Estes aspectos que conhecemos no primeiro ato do filme são a agulha e o fio que vão traçar a história, o perfil psicológico e as reflexões que a obra de Carboni quer trazer. Com camadas afetivas sutis, o diretor mostra sua habilidade em criar uma empatia entre o espectador e sua narrativa a cada quadro e sequencia pacientemente pensados e produzidos. Neste filme, não vemos pressa em resolver as questões trazidas ao campo. Pelo contrário, Carboni nos guia a partir de um início cadenciado, seguido de momentos de encontros que geram tensão em quem acompanha. Para tal, ele conta com as ótimas performances do elenco, mas principalmente de Carol Martins. Ela vibra em frequências emotivas que saem de uma monotonia quase blazé, passa por uma calma angustiante, atravessa uma inquietude contida e estoura em um clímax corajoso, na qual ela está mais uma vez de frente ao seu acontecimento.

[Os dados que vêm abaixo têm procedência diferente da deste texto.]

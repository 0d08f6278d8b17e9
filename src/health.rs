//! Health Monitor - a liveness probe that travels the real pipeline.
//!
//! Every `health.interval_ms` the [`HealthMonitor`] routes a synthetic
//! high-priority [`EventKind::Health`] event. It goes through the same router,
//! consumer loop and retry path as production traffic, so a broken pipeline
//! shows up as the probe itself failing, retrying or dead-lettering.
//!
//! When the probe is consumed, the [`HealthHandler`] reads one metrics
//! snapshot plus the depth of every queue and overwrites the single
//! "latest" [`HealthRecord`] in the store with a short expiry.

use crate::event::{Event, EventKind, NewEvent, Priority};
use crate::handlers::{Handler, HandlerError, HandlerResult};
use crate::metrics::{MetricsRegistry, MetricsSnapshot};
use crate::notify::{Bus, Notification};
use crate::router::EventRouter;
use crate::store::{QueueKeys, QueueStore};
use async_trait::async_trait;
use chrono::{DateTime, Utc};
use serde::{Deserialize, Serialize};
use serde_json::json;
use std::sync::Arc;
use std::time::Duration;
use tokio::task::JoinHandle;
use tokio::time::MissedTickBehavior;
use tokio_util::sync::CancellationToken;
use tracing::{debug, error, info, warn};

#[derive(Debug, Clone, Copy, PartialEq, Eq, Serialize, Deserialize)]
#[serde(rename_all = "lowercase")]
pub enum HealthStatus {
    Healthy,
    /// The pipeline runs but the dead-letter store is not empty.
    Degraded,
}

#[derive(Debug, Clone, Default, PartialEq, Eq, Serialize, Deserialize)]
pub struct QueueDepths {
    pub high: u64,
    pub normal: u64,
    pub low: u64,
    pub deadletter: u64,
}

/// The persisted "latest" health record.
#[derive(Debug, Clone, PartialEq, Serialize, Deserialize)]
#[serde(rename_all = "camelCase")]
pub struct HealthRecord {
    pub timestamp: DateTime<Utc>,
    pub status: HealthStatus,
    /// Routing id of the probe event that produced this record.
    pub probe_id: String,
    pub node: String,
    pub queue_depths: QueueDepths,
    pub metrics: MetricsSnapshot,
}

/// Handler bound to [`EventKind::Health`].
pub struct HealthHandler {
    store: Arc<dyn QueueStore>,
    keys: QueueKeys,
    metrics: Arc<MetricsRegistry>,
    bus: Bus,
    record_ttl: Duration,
    node: String,
}

impl HealthHandler {
    pub fn new(
        store: Arc<dyn QueueStore>,
        keys: QueueKeys,
        metrics: Arc<MetricsRegistry>,
        bus: Bus,
        record_ttl: Duration,
    ) -> Self {
        Self {
            store,
            keys,
            metrics,
            bus,
            record_ttl,
            node: node_name(),
        }
    }

    async fn depth(&self, key: &str) -> Result<u64, HandlerError> {
        self.store
            .length(key)
            .await
            .map_err(|e| HandlerError::failed(format!("queue depth unavailable for {key}: {e}")))
    }

    async fn queue_depths(&self) -> Result<QueueDepths, HandlerError> {
        Ok(QueueDepths {
            high: self.depth(self.keys.queue(Priority::High)).await?,
            normal: self.depth(self.keys.queue(Priority::Normal)).await?,
            low: self.depth(self.keys.queue(Priority::Low)).await?,
            deadletter: self.depth(self.keys.dead_letter()).await?,
        })
    }
}

#[async_trait]
impl Handler for HealthHandler {
    fn name(&self) -> &str {
        "health"
    }

    async fn handle(&self, event: &Event) -> Result<HandlerResult, HandlerError> {
        let metrics = self.metrics.snapshot();
        let queue_depths = self.queue_depths().await?;

        let status = if queue_depths.deadletter > 0 {
            HealthStatus::Degraded
        } else {
            HealthStatus::Healthy
        };

        let record = HealthRecord {
            timestamp: Utc::now(),
            status,
            probe_id: event.id.clone(),
            node: self.node.clone(),
            queue_depths,
            metrics,
        };

        let payload = serde_json::to_string(&record)?;
        self.store
            .set_with_expiry(self.keys.health(), payload, self.record_ttl)
            .await
            .map_err(|e| HandlerError::failed(format!("failed to persist health record: {e}")))?;

        info!(
            probe_id = %record.probe_id,
            status = ?record.status,
            high = record.queue_depths.high,
            normal = record.queue_depths.normal,
            low = record.queue_depths.low,
            deadletter = record.queue_depths.deadletter,
            "Health checked"
        );

        let depths = serde_json::to_value(&record.queue_depths)?;
        self.bus.publish(Notification::HealthChecked(record));

        Ok(HandlerResult::with_metadata(
            self.name(),
            "health record persisted",
            depths,
        ))
    }
}

/// Read the latest persisted health record, if it has not expired.
pub async fn latest_record(
    store: &dyn QueueStore,
    keys: &QueueKeys,
) -> Result<Option<HealthRecord>, crate::store::StoreError> {
    let Some(raw) = store.get(keys.health()).await? else {
        return Ok(None);
    };

    match serde_json::from_str(&raw) {
        Ok(record) => Ok(Some(record)),
        Err(e) => {
            warn!(error = %e, "Ignoring unreadable health record");
            Ok(None)
        }
    }
}

/// Periodically routes a synthetic health probe.
pub struct HealthMonitor {
    router: Arc<EventRouter>,
    interval: Duration,
    lane: String,
    cancel: CancellationToken,
    task: Option<JoinHandle<()>>,
}

impl HealthMonitor {
    pub fn new(router: Arc<EventRouter>, interval: Duration, lane: impl Into<String>) -> Self {
        Self {
            router,
            interval,
            lane: lane.into(),
            cancel: CancellationToken::new(),
            task: None,
        }
    }

    /// Start the probe timer. The first probe fires one interval from now.
    pub fn start(&mut self) {
        if self.task.is_some() {
            return;
        }

        let router = self.router.clone();
        let cancel = self.cancel.clone();
        let interval = self.interval;
        let lane = self.lane.clone();

        info!(
            interval_ms = interval.as_millis() as u64,
            lane = %lane,
            "Health monitor started"
        );

        self.task = Some(tokio::spawn(async move {
            let mut ticker = tokio::time::interval_at(tokio::time::Instant::now() + interval, interval);
            ticker.set_missed_tick_behavior(MissedTickBehavior::Delay);

            loop {
                tokio::select! {
                    _ = ticker.tick() => {
                        probe(&router, &lane).await;
                    }
                    _ = cancel.cancelled() => {
                        debug!("Health monitor shutting down");
                        break;
                    }
                }
            }
        }));
    }

    pub async fn stop(&mut self) {
        self.cancel.cancel();
        if let Some(task) = self.task.take() {
            if let Err(e) = task.await {
                error!(error = %e, "Health monitor task failed");
            }
            info!("Health monitor stopped");
        }
    }
}

async fn probe(router: &EventRouter, lane: &str) {
    let probe = NewEvent::new(
        EventKind::Health,
        lane,
        json!({ "probe": true, "node": node_name() }),
    )
    .with_priority(Priority::High);

    match router.route_event(probe).await {
        Ok(event) => debug!(probe_id = %event.id, "Health probe routed"),
        Err(e) => error!(error = %e, "Failed to route health probe"),
    }
}

fn node_name() -> String {
    hostname::get()
        .ok()
        .and_then(|name| name.into_string().ok())
        .unwrap_or_else(|| "unknown".to_string())
}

Alerta de Possível Spoiler!
A condução narrativa de Carboni nos mostra um diretor seguro e que planejou com perfeita confiança a forma de contar a história. Prova disso são as disposições das personagens na tela. Sua mise-en-scène é construída para dar progressão ao desenvolvimento de Joana. O fluxo psíquico é progressivo, mas não retilíneo, e isso é percebido nas imagens construídas sob as lentes de Glauco Firpo, que dão uma frieza à Porto Alegre e “pitadas” de saturação quando Joana e Cecília estão juntas. O talento de Carboni se faz aparecer quando vemos a elipse que ele constroi em um grande arco que acontece no início e se encontra no fim do filme. Sem querer dar spoilers – já no risco de dá-lo – percebo que no início do filme, Joana, que ansiava – ou não? – por ter uma família com sua esposa está do lado de fora do carro encarando e sendo atropelada por uma pessoa sofrida. Ali, Joana estava via de fora um acontecimento que a atropelaria e mudaria muita coisa em sua vida. Ao fim, Joana encara a mesma pessoa sofrida, mas dentro do carro, da posição em que Maicon a gravou. Dentro do carro e na posição da criança vítima, Joana esperimentou um pouco do que poderia vir a ser a sua vida na maternidade. O acidente, o acontecimento disruptivo mudou tudo para Joana. Ela não é mais aquela mesma entre a frieza e o blazé que foi atropelada. Joana é outra. Atravessada pelo contato com a opressão da tradição e a resiliência de um novo que tenta se constituir apesar dos muros que o cercam ela se reconheceu, ou se reconectou com angustias internas que a transformaram. A jornada de Joana é um conflito que muitas brasileiras passam, principalmente quando se está em pauta a questão da maternidade.
Isso fecha o ciclo de O Acidente, que tem uma qualidade belíssima e deve ter uma grande jornada entre festivais. Fica minha torcida para que alcance o mercado e seja visto por mais espectadores afins de se encontrar com esse jogo de afetos que faz encontrar o tradicional e o novo, produzindo uma reflexão sobre o destino disso tudo.